Will the little guy ever get ahead?

Posted by Jeffrey Roy on March 22, 2008

Will the little guy to get ahead? That’s certainly a legitimate question in light of Jeffrey Rosen’s new article which appeared in the Sunday New York Times Magazine on March 16, 2008. To view the article, click here.

In the article entitled Supreme Court Inc., Rosen contends that the United States Supreme Court has been shaping up nicely for business interests at the expense of ordinary consumers. With their pro-business jurisprudence, the justices on the Supreme Court are capturing an emerging spirit of agreement among liberal and conservative elites about the value of free markets. It goes on to suggest that this is a culmination of a carefully planned, behind-the-scenes campaign over several decades to change not only the courts, but also the country’s political culture.
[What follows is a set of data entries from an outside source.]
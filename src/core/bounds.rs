use crate::core::geo::ProjectedCoord;
use serde::{Deserialize, Serialize};

/// Represents a rectangle in projected coordinates
#[derive(Debug, Clone, Copy, PartialEq, Serialize, Deserialize)]
pub struct Bounds {
    pub min: ProjectedCoord,
    pub max: ProjectedCoord,
}

impl Bounds {
    /// Creates new bounds from two corners, normalising their order
    pub fn new(a: ProjectedCoord, b: ProjectedCoord) -> Self {
        Self {
            min: ProjectedCoord::new(a.x.min(b.x), a.y.min(b.y)),
            max: ProjectedCoord::new(a.x.max(b.x), a.y.max(b.y)),
        }
    }

    /// Creates bounds from individual coordinates
    pub fn from_coords(min_x: f64, min_y: f64, max_x: f64, max_y: f64) -> Self {
        Self::new(
            ProjectedCoord::new(min_x, min_y),
            ProjectedCoord::new(max_x, max_y),
        )
    }

    /// Creates bounds from a center point and size
    pub fn from_center_and_size(center: ProjectedCoord, width: f64, height: f64) -> Self {
        let half_width = width / 2.0;
        let half_height = height / 2.0;
        Self::from_coords(
            center.x - half_width,
            center.y - half_height,
            center.x + half_width,
            center.y + half_height,
        )
    }

    /// Gets the width of the bounds
    pub fn width(&self) -> f64 {
        self.max.x - self.min.x
    }

    /// Gets the height of the bounds
    pub fn height(&self) -> f64 {
        self.max.y - self.min.y
    }

    /// Gets the center point of the bounds
    pub fn center(&self) -> ProjectedCoord {
        ProjectedCoord::new(
            (self.min.x + self.max.x) / 2.0,
            (self.min.y + self.max.y) / 2.0,
        )
    }

    /// Checks if the bounds contain a point (edges included)
    pub fn contains(&self, point: &ProjectedCoord) -> bool {
        point.x >= self.min.x
            && point.x <= self.max.x
            && point.y >= self.min.y
            && point.y <= self.max.y
    }

    /// Checks if the bounds intersect with another bounds (touching edges count)
    pub fn intersects(&self, other: &Bounds) -> bool {
        !(other.max.x < self.min.x
            || other.min.x > self.max.x
            || other.max.y < self.min.y
            || other.min.y > self.max.y)
    }

    /// Checks that both corners are finite and ordered
    pub fn is_valid(&self) -> bool {
        self.min.is_finite()
            && self.max.is_finite()
            && self.min.x <= self.max.x
            && self.min.y <= self.max.y
    }

    /// Clamps a point to be within the bounds
    pub fn clamp(&self, point: &ProjectedCoord) -> ProjectedCoord {
        ProjectedCoord::new(
            point.x.clamp(self.min.x, self.max.x),
            point.y.clamp(self.min.y, self.max.y),
        )
    }

    /// Returns a copy grown by `amount` on every side
    pub fn expanded(&self, amount: f64) -> Bounds {
        Bounds::from_coords(
            self.min.x - amount,
            self.min.y - amount,
            self.max.x + amount,
            self.max.y + amount,
        )
    }
}

impl Default for Bounds {
    fn default() -> Self {
        Self::from_coords(0.0, 0.0, 0.0, 0.0)
    }
}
The article speaks a lot about the powerful influence of the United States Chamber of Commerce, which over the course of the last 30 years, has championed business interests before the Supreme Court. At the same time, there has been a decline of economic populism in Congress, a weakening of trade unions, and the rise of globalization. This combination has led to a series of decisions that have limited access by consumers to the courts in product liability cases, have undermined jury awards of punitive damages, and has let corporate corruption go unchecked in the courts.

The article has not gone without criticism. Indeed, some have suggested that Rosen has supplied little evidence that the Court has become pro business in recent years. Others have suggested that Rosen has distorted legal history and misunderstands the proper role of the judiciary. In either event, the article is a compelling read and certainly signals a seismic shift in the ability of ordinary consumers to have their day in court.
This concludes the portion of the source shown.